Today, dear readers, I am giving you a double whammie of a post. Two recipes for the price of one. They’re great together, but they also stand on their own as separate dishes. The forbidden rice succotash is vegan and gluten free, and the buttermilk-marinated chicken cutlets are . . . anything but. It simply can’t be helped that they pair so well — a forkful of chicken and succotash makes for a seriously tasty bite.
I feel like I can’t stop talking about how much my family enjoys my recipes, in particular my dad. You see, I’m always nonplussed when he enjoys my vegetarian cooking so much — an intrepid culinaire in his own right, my dad is no slouch in the kitchen. However, he definitely favors meat and pasta dishes when it comes to his own kitchen adventures. While I know that my dad likes a.) chicken and b.) things that are breaded and pan-fried (okay, who doesn’t), the succotash was a big question mark. Imagine my surprise and delight when I came home to find most of the succotash gone, along with a note. “I hope you were not saving the black rice/corn/zucchini salad for someone else,” it read, “It is so good that I could eat the entire bowl of it.”
If my dad liked this healthy rice dish so much, it’s gotta be a winner. Seasoned with a spoonful of Herbes Provençal and a touch of kosher salt, summer vegetables are gently sauteed, then tossed with cooked rice. You can use any grain in this recipe, but I chose Forbidden Rice for its nutty flavor and dark purple hue — it makes for a gorgeous color contrast with the corn and zucchini.
As for the chicken, it is made tender by some judicious flattening with a cast-iron pan (or a meat mallet if you have one), followed by a quick bath in seasoned buttermilk. Aleppo pepper adds tangy spice, and cornmeal and wheat flour give the crust a hearty crunch.
Forbidden Rice Succotash
2 Tbsp. olive oil
1 small yellow onion, diced
2 Anaheim peppers, diced
1 tsp. Herbes Provençal
1/2 tsp. kosher salt
2 small zucchini, diced
kernels from 2 ears of white corn
2 C. cooked Forbidden Rice
diced grape tomatoes and parsley chiffonade, for garnish
1. In a large (12″) nonstick skillet, heat the olive oil over a medium flame.
2. Add the onion, peppers, Herbes Provençal, and salt to the skillet.
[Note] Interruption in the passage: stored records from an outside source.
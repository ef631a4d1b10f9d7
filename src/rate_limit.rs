//! Rate limiting for the credential-accepting endpoints.
//!
//! Uses a token bucket algorithm with per-IP tracking to slow down password
//! guessing and signup spam.

use axum::{
    extract::{ConnectInfo, Request, State},
    http::StatusCode,
    middleware::Next,
    response::{IntoResponse, Response},
};
use governor::{Quota, RateLimiter, clock::DefaultClock, state::keyed::DefaultKeyedStateStore};
use std::{net::SocketAddr, num::NonZeroU32, sync::Arc};

/// Per-IP rate limiter.
pub type IpLimiter = RateLimiter<String, DefaultKeyedStateStore<String>, DefaultClock>;

const LOGIN_PER_SEC: NonZeroU32 = NonZeroU32::new(1).unwrap();
const LOGIN_BURST: NonZeroU32 = NonZeroU32::new(10).unwrap();
const SIGNUP_PER_MIN: NonZeroU32 = NonZeroU32::new(10).unwrap();

/// Rate limiting configuration for login and signup submissions.
#[derive(Clone)]
pub struct RateLimitConfig {
    /// Login: 1 request per second per IP, bursts of 10
    pub login: Arc<IpLimiter>,
    /// Signup: 10 requests per minute per IP
    pub signup: Arc<IpLimiter>,
}

impl Default for RateLimitConfig {
    fn default() -> Self {
        Self::new(
            Quota::per_second(LOGIN_PER_SEC).allow_burst(LOGIN_BURST),
            Quota::per_minute(SIGNUP_PER_MIN),
        )
    }
}

impl RateLimitConfig {
    pub fn new(login: Quota, signup: Quota) -> Self {
        Self {
            login: Arc::new(RateLimiter::keyed(login)),
            signup: Arc::new(RateLimiter::keyed(signup)),
        }
    }
}

/// Client IP from the connection, or a shared bucket when unknown.
fn client_key(request: &Request) -> String {
    request
        .extensions()
        .get::<ConnectInfo<SocketAddr>>()
        .map(|ci| ci.0.ip().to_string())
        .unwrap_or_else(|| "unknown".to_string())
}

fn check(limiter: &IpLimiter, request: &Request, message: &'static str) -> Option<Response> {
    let ip = client_key(request);
    match limiter.check_key(&ip) {
        Ok(_) => None,
        Err(_) => {
            tracing::warn!(ip = %ip, "Rate limit exceeded");
            Some((StatusCode::TOO_MANY_REQUESTS, message).into_response())
        }
    }
}

/// Middleware for rate limiting login submissions.
pub async fn rate_limit_login(
    State(config): State<Arc<RateLimitConfig>>,
    request: Request,
    next: Next,
) -> Response {
    if let Some(rejection) = check(
        &config.login,
        &request,
        "Too many login attempts. Please wait before trying again.",
    ) {
        return rejection;
    }
    next.run(request).await
}

/// Middleware for rate limiting signup submissions.
pub async fn rate_limit_signup(
    State(config): State<Arc<RateLimitConfig>>,
    request: Request,
    next: Next,
) -> Response {
    if let Some(rejection) = check(
        &config.signup,
        &request,
        "Too many signup attempts. Please wait before trying again.",
    ) {
        return rejection;
    }
    next.run(request).await
}
//! Axum extractors for authentication.

use std::convert::Infallible;

use axum::{extract::FromRequestParts, http::request::Parts};

use super::errors::AuthRejection;
use super::types::{AuthContext, Identity};

/// Reads the context left by the `authenticate` middleware. A request that
/// never went through it is treated as anonymous.
impl<S> FromRequestParts<S> for AuthContext
where
    S: Send + Sync,
{
    type Rejection = Infallible;

    async fn from_request_parts(parts: &mut Parts, _state: &S) -> Result<Self, Self::Rejection> {
        Ok(parts
            .extensions
            .get::<AuthContext>()
            .cloned()
            .unwrap_or_default())
    }
}

/// Extractor for handlers that need the logged-in user.
pub struct CurrentUser(pub Identity);

impl<S> FromRequestParts<S> for CurrentUser
where
    S: Send + Sync,
{
    type Rejection = AuthRejection;

    async fn from_request_parts(parts: &mut Parts, _state: &S) -> Result<Self, Self::Rejection> {
        parts
            .extensions
            .get::<AuthContext>()
            .and_then(|ctx| ctx.0.clone())
            .map(CurrentUser)
            .ok_or(AuthRejection::Unauthorized)
    }
}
Saute until the onions are softened.
4. Add the zucchini and corn to the skillet. Saute for about 5 minutes, until the zucchini is cooked through but still opaque in color.
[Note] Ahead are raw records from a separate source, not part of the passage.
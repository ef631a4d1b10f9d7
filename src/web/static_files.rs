use axum::{
    extract::Path,
    http::{StatusCode, header},
    response::{IntoResponse, Response},
};
use rust_embed::Embed;

use super::templates::UiAssets;

/// Static files may be cached briefly; they are not content-hashed.
const STATIC_CACHE: &str = "public, max-age=3600";

/// Get MIME type from file extension. Only supports types we actually serve.
fn mime_from_path(path: &str) -> &'static str {
    match path.rsplit('.').next() {
        Some("css") => "text/css",
        Some("js") => "text/javascript",
        Some("ico") => "image/x-icon",
        Some("png") => "image/png",
        Some("svg") => "image/svg+xml",
        _ => "application/octet-stream",
    }
}

/// Serve a file from `ui/static/`.
pub async fn static_handler(Path(path): Path<String>) -> Response {
    serve_asset::<UiAssets>(&format!("static/{}", path))
}

fn serve_asset<T: Embed>(path: &str) -> Response {
    match T::get(path) {
        Some(content) => (
            [
                (header::CONTENT_TYPE, mime_from_path(path)),
                (header::CACHE_CONTROL, STATIC_CACHE),
            ],
            content.data,
        )
            .into_response(),
        None => super::error::status_text(StatusCode::NOT_FOUND),
    }
}

#[cfg(test)]
mod tests {
    use super::*;

    #[test]
    fn test_mime_from_path() {
        assert_eq!(mime_from_path("css/main.css"), "text/css");
        assert_eq!(mime_from_path("img/logo.png"), "image/png");
        assert_eq!(mime_from_path("README"), "application/octet-stream");
    }

    #[test]
    fn test_serve_known_and_unknown() {
        let response = serve_asset::<UiAssets>("static/css/main.css");
        assert_eq!(response.status(), StatusCode::OK);
        assert_eq!(response.headers()[header::CONTENT_TYPE], "text/css");

        let response = serve_asset::<UiAssets>("static/nope.css");
        assert_eq!(response.status(), StatusCode::NOT_FOUND);
    }
}
//! Form validation helpers.

use regex::Regex;
use std::collections::BTreeMap;
use std::sync::LazyLock;

static NAME_RE: LazyLock<Regex> = LazyLock::new(|| {
    Regex::new(r"^[A-Za-z0-9]+([A-Za-z0-9]*|[._-]?[A-Za-z0-9]+)*$").expect("valid name regex")
});

static EMAIL_RE: LazyLock<Regex> = LazyLock::new(|| {
    Regex::new(
        r"^[a-zA-Z0-9.!#$%&'*+/=?^_`{|}~-]+@[a-zA-Z0-9](?:[a-zA-Z0-9-]{0,61}[a-zA-Z0-9])?(?:\.[a-zA-Z0-9](?:[a-zA-Z0-9-]{0,61}[a-zA-Z0-9])?)*$",
    )
    .expect("valid email regex")
});

/// Collects field and non-field errors while checking a submitted form.
#[derive(Debug, Default, Clone)]
pub struct Validator {
    pub field_errors: BTreeMap<&'static str, String>,
    pub non_field_errors: Vec<String>,
}

impl Validator {
    pub fn valid(&self) -> bool {
        self.field_errors.is_empty() && self.non_field_errors.is_empty()
    }

    /// Record an error for `key` unless one is already recorded.
    pub fn add_field_error(&mut self, key: &'static str, message: &str) {
        self.field_errors
            .entry(key)
            .or_insert_with(|| message.to_string());
    }

    pub fn add_non_field_error(&mut self, message: &str) {
        self.non_field_errors.push(message.to_string());
    }

    pub fn check_field(&mut self, ok: bool, key: &'static str, message: &str) {
        if !ok {
            self.add_field_error(key, message);
        }
    }

    pub fn field_error(&self, key: &str) -> Option<&str> {
        self.field_errors.get(key).map(String::as_str)
    }
}

pub fn not_blank(value: &str) -> bool {
    !value.trim().is_empty()
}

pub fn max_chars(value: &str, n: usize) -> bool {
    value.chars().count() <= n
}

pub fn permitted_value<T: PartialEq>(value: &T, permitted: &[T]) -> bool {
    permitted.contains(value)
}

pub fn valid_email(email: &str) -> bool {
    email.len() <= 254 && EMAIL_RE.is_match(email)
}

pub fn valid_name(name: &str) -> bool {
    NAME_RE.is_match(name)
}

/// 8 to 16 bytes with an upper-case letter, a lower-case letter, a decimal
/// digit and an ASCII punctuation or symbol character. Whitespace is
/// rejected; other characters (combining marks, non-ASCII symbols) count
/// towards the length only.
pub fn valid_password(password: &str) -> bool {
    if password.len() < 8 || password.len() > 16 {
        return false;
    }

    let (mut upper, mut lower, mut digit, mut special) = (false, false, false, false);
    for c in password.chars() {
        if c.is_whitespace() {
            return false;
        } else if c.is_uppercase() {
            upper = true;
        } else if c.is_lowercase() {
            lower = true;
        } else if c.is_ascii_digit() {
            digit = true;
        } else if c.is_ascii_punctuation() {
            special = true;
        }
    }
    upper && lower && digit && special
}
5. Add the cooked rice to the skillet. Stir to combine evenly and heat through.
6. Serve and garnish with tomatoes and parsley.
Buttermilk Chicken Cutlets
2 large (8oz each) chicken breasts, skin and bones removed
1/2 C. lowfat buttermilk
1 clove garlic, pressed
1/2 tsp. Aleppo pepper
1/4 tsp. ground black pepper
1/4 C. yellow cornmeal
1/4 C. whole wheat pastry flour
1/2 tsp. salt
1/2 tsp. Aleppo pepper
1/2 tsp. ground black pepper
1/4 C. olive oil
1. Lay the chicken breasts flat on a piece of plastic wrap, and cover with another piece of plastic wrap. Using a cast-iron skillet or meat tenderizer mallet, pound the chicken to an even thickness of about a 1/2-inch. Cut each chicken breast in half, for four servings.
2. Combine the buttermilk, garlic, aleppo pepper and black pepper in a shallow dish. Add the chicken to this mixture, and let marinate for 30 minutes.
3. In another shallow dish, combine the cornmeal, flour, salt, and peppers. Dredge the pieces of chicken in the flour mixture, pat off the excess, and set aside in a single layer.
4. Heat the olive oil in a large (12″) non-stick skillet over a medium flame. When the oil is heated (a sprinkle of water should sputter), add the chicken to the pan and cook for about 3 minutes on each side, until crisp and fully cooked. Remove to a cooling rack if not serving immediately.